If we want to have happier, more fulfilling lives, we need to focus on consistently making small changes and removing tiny barriers to success. I’ve decided to make Friday the day of “Micro Goals.” Here’s a journaling task for you to try over the weekend.

This week’s journal writing prompt:

What’s the one conversation do you need to have?

Perhaps you’ve been putting off a big talk. Maybe you’ve got something on your mind that’s bugging you. Whether the subject matter is work, family, social life, health, or hobby, think about small conversation that could bring about big positive change for you this week.

Get Clear About the Conversation Topic

You may know immediately what conversation is most important to have soon. It could be the one that’s been gnawing at you for weeks. It’s time to stop biting your tongue!
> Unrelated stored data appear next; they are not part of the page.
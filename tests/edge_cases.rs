// tests/edge_cases.rs
//
// Boundary values, degenerate inputs and error handling.

use image::{ImageFormat, RgbaImage};
use image_bitmap::engine::{
    check_dimensions, get_image_with_alpha_disposition_with_threshold, peek_dimensions,
    run_with_panic_policy, AlphaType, BitmapConfig, CanvasColorParams, ColorSpace, ImageBitmap,
    ImageInfo, PixelFormat, StaticImage, MAX_DIMENSION, MAX_PIXELS,
};
use image_bitmap::{
    create_image_bitmap, AlphaDisposition, BitmapError, BitmapSource, ErrorCategory,
    ImageBitmapOptions, IntRect,
};
use std::io::Cursor;

fn png_bytes(width: u32, height: u32) -> Vec<u8> {
    let img = RgbaImage::from_fn(width, height, |x, y| image::Rgba([x as u8, y as u8, 0, 255]));
    let mut out = Cursor::new(Vec::new());
    img.write_to(&mut out, ImageFormat::Png).unwrap();
    out.into_inner()
}

fn straight(width: u32, height: u32, px: [u8; 4]) -> StaticImage {
    let info = ImageInfo::new(
        width,
        height,
        PixelFormat::Rgba8,
        AlphaType::Unpremultiplied,
        Some(ColorSpace::Srgb),
    );
    StaticImage::from_raster(info, px.repeat((width * height) as usize)).unwrap()
}

mod minimal_sources {
    use super::*;

    #[test]
    fn one_by_one_source() {
        let source = BitmapSource::image_data(vec![1, 2, 3, 4], 1, 1);
        let bitmap = create_image_bitmap(source, None, &ImageBitmapOptions::default()).unwrap();
        assert_eq!(bitmap.size(), (1, 1));
    }

    #[test]
    fn one_by_one_upscaled() {
        let source = BitmapSource::image_data(vec![50, 60, 70, 255], 1, 1);
        let options = ImageBitmapOptions::new().resize_width(7).resize_height(3);
        let bitmap = create_image_bitmap(source, None, &options).unwrap();
        assert_eq!(bitmap.size(), (7, 3));
        assert!(bitmap
            .copy_bitmap_data_raw()
            .unwrap()
            .chunks_exact(4)
            .all(|px| px == [50, 60, 70, 255]));
    }

    #[test]
    fn shrink_to_single_pixel() {
        let source = BitmapSource::image_data([128, 128, 128, 255].repeat(64 * 64), 64, 64);
        let options = ImageBitmapOptions::new()
            .resize_width(1)
            .resize_height(1)
            .resize_quality("high");
        let bitmap = create_image_bitmap(source, None, &options).unwrap();
        let px = bitmap.copy_bitmap_data_raw().unwrap();
        assert_eq!(px.len(), 4);
        assert!(px[0].abs_diff(128) <= 1);
    }

    #[test]
    fn zero_sized_canvas_is_invalid() {
        let info = ImageInfo::new(
            0,
            0,
            PixelFormat::Rgba8,
            AlphaType::Premultiplied,
            Some(ColorSpace::Srgb),
        );
        let snapshot = StaticImage::from_raster(info, Vec::new()).unwrap();
        let source = BitmapSource::Canvas {
            snapshot: Some(snapshot),
            status: Default::default(),
            origin_clean: true,
        };
        let err = create_image_bitmap(source, None, &ImageBitmapOptions::default()).unwrap_err();
        assert!(matches!(err, BitmapError::InvalidArgument { .. }));
        assert_eq!(err.category(), ErrorCategory::UserError);
    }
}

mod transparent_pixels {
    use super::*;

    #[test]
    fn fully_transparent_pixels_premultiply_to_zero() {
        let source = BitmapSource::image_data([255, 255, 255, 0].repeat(4), 2, 2);
        let bitmap = create_image_bitmap(source, None, &ImageBitmapOptions::default()).unwrap();
        assert!(bitmap.copy_bitmap_data_raw().unwrap().iter().all(|&b| b == 0));
    }

    #[test]
    fn readback_and_draw_strategies_agree() {
        let image = straight(32, 32, [200, 80, 40, 100]);
        let by_readback = get_image_with_alpha_disposition_with_threshold(
            image.try_clone().unwrap(),
            AlphaDisposition::Premultiply,
            u64::MAX,
        )
        .unwrap();
        let by_draw = get_image_with_alpha_disposition_with_threshold(
            image,
            AlphaDisposition::Premultiply,
            0,
        )
        .unwrap();
        assert_eq!(by_readback.alpha_type(), AlphaType::Premultiplied);
        assert_eq!(by_draw.alpha_type(), AlphaType::Premultiplied);
        for (a, b) in by_readback.rows().zip(by_draw.rows()) {
            for (x, y) in a.iter().zip(b) {
                assert!(x.abs_diff(*y) <= 1);
            }
        }
    }

    #[test]
    fn dont_change_is_rejected() {
        let err = get_image_with_alpha_disposition_with_threshold(
            straight(1, 1, [0; 4]),
            AlphaDisposition::DontChange,
            0,
        )
        .unwrap_err();
        assert!(matches!(err, BitmapError::InvalidAlphaDisposition));
        assert!(!err.is_recoverable());
    }
}

mod wide_sources {
    use super::*;

    #[test]
    fn f16_internal_image_keeps_format_without_conversion() {
        let info = ImageInfo::new(
            2,
            2,
            PixelFormat::RgbaF16,
            AlphaType::Unpremultiplied,
            Some(ColorSpace::LinearSrgb),
        );
        let pixels = vec![0u8; info.byte_size().unwrap()];
        let source = BitmapSource::InternalImage {
            image: StaticImage::from_raster(info, pixels).unwrap(),
            origin_clean: true,
        };
        let options = ImageBitmapOptions::new().premultiply_alpha("none");
        let bitmap = create_image_bitmap(source, None, &options).unwrap();
        assert_eq!(
            bitmap.color_params(),
            CanvasColorParams::new(ColorSpace::LinearSrgb, PixelFormat::RgbaF16)
        );
        assert!(!bitmap.is_premultiplied());
    }

    #[test]
    fn raw_f16_bitmap_requires_exact_length() {
        let params = CanvasColorParams::new(ColorSpace::Rec2020, PixelFormat::RgbaF16);
        assert!(ImageBitmap::from_raw_pixels(&[0; 32], 2, 2, true, true, params).is_ok());
        let err = ImageBitmap::from_raw_pixels(&[0; 16], 2, 2, true, true, params).unwrap_err();
        assert!(matches!(
            err,
            BitmapError::InvalidPixelData {
                expected: 32,
                actual: 16
            }
        ));
    }
}

mod limits {
    use super::*;

    #[test]
    fn dimension_limits() {
        assert!(check_dimensions(MAX_DIMENSION, 1).is_ok());
        assert!(matches!(
            check_dimensions(MAX_DIMENSION + 1, 1),
            Err(BitmapError::DimensionExceedsLimit { .. })
        ));
        let side = (MAX_PIXELS as f64).sqrt() as u32 + 1;
        assert!(matches!(
            check_dimensions(side, side),
            Err(BitmapError::PixelCountExceedsLimit { .. })
        ));
    }

    #[test]
    fn header_is_read_without_decoding() {
        assert_eq!(peek_dimensions(&png_bytes(13, 9)).unwrap(), (13, 9));
        assert!(peek_dimensions(b"not an image").is_err());
    }

    #[test]
    fn crop_far_outside_i32_range_does_not_overflow() {
        let source = BitmapSource::image_data(vec![0; 16], 2, 2);
        let bitmap = create_image_bitmap(
            source,
            Some(IntRect::new(i32::MAX - 1, i32::MAX - 1, 2, 2)),
            &ImageBitmapOptions::default(),
        )
        .unwrap();
        assert_eq!(bitmap.size(), (2, 2));
    }

    #[test]
    fn config_lookup_ignores_garbage() {
        let config = BitmapConfig::from_lookup(|key| match key {
            "IMAGE_BITMAP_READBACK_THRESHOLD" => Some("lots".to_string()),
            "IMAGE_BITMAP_RASTER_THREADS" => Some("0".to_string()),
            _ => None,
        });
        assert_eq!(config, BitmapConfig::default());

        let tuned = BitmapConfig::from_lookup(|key| match key {
            "IMAGE_BITMAP_READBACK_THRESHOLD" => Some(" 10 ".to_string()),
            "IMAGE_BITMAP_RASTER_THREADS" => Some("3".to_string()),
            _ => None,
        });
        assert_eq!(tuned.readback_threshold_pixels, 10);
        assert_eq!(tuned.raster_threads, 3);
    }
}

mod panics {
    use super::*;

    #[test]
    fn panic_becomes_internal_error() {
        let result: image_bitmap::Result<()> =
            run_with_panic_policy("test", || panic!("resampler blew up"));
        let err = result.unwrap_err();
        assert!(matches!(err, BitmapError::InternalPanic { .. }));
        assert_eq!(err.category(), ErrorCategory::InternalBug);
        assert!(err.to_string().contains("resampler blew up"));
    }
}

mod encoded {
    use super::*;

    #[test]
    fn encoded_png_crop_keeps_pixels() {
        let source = BitmapSource::encoded(png_bytes(20, 10), true);
        let bitmap = create_image_bitmap(
            source,
            Some(IntRect::new(5, 3, 4, 4)),
            &ImageBitmapOptions::default(),
        )
        .unwrap();
        assert_eq!(bitmap.size(), (4, 4));
        assert_eq!(&bitmap.copy_bitmap_data_raw().unwrap()[0..4], &[5, 3, 0, 255]);
    }

    #[test]
    fn bitmap_close_is_idempotent() {
        let mut bitmap = ImageBitmap::from_raw_pixels(
            &[0; 4],
            1,
            1,
            false,
            true,
            CanvasColorParams::default(),
        )
        .unwrap();
        bitmap.close();
        bitmap.close();
        assert!(bitmap.is_neutered());
        assert_eq!(bitmap.size(), (0, 0));
    }
}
If you’ve already identified your conversation, write a one-sentence description down in your journal.

If you’re not sure yet, let’s do some brainstorming. List 10 important players in your life. Family, friends, work relations, neighbors, payees, etc. Now complete the sentence: What I’d really like to tell _________ is…

Do this for each person on the list. See if any of them hit a nerve. You may find the conversation you need to have most when you’ve filled three pages of ALL CAPS about your sister or your landlord.

Ideally, we’d like to pick one conversation that will have the most positive impact on your life this week.

Conversing on Paper

Once you’ve identified your person and the topic of your conversation, practice writing down what you want to say in your journal. Each time you pause or hesitate, complete the statement: What I really want to tell ______ is…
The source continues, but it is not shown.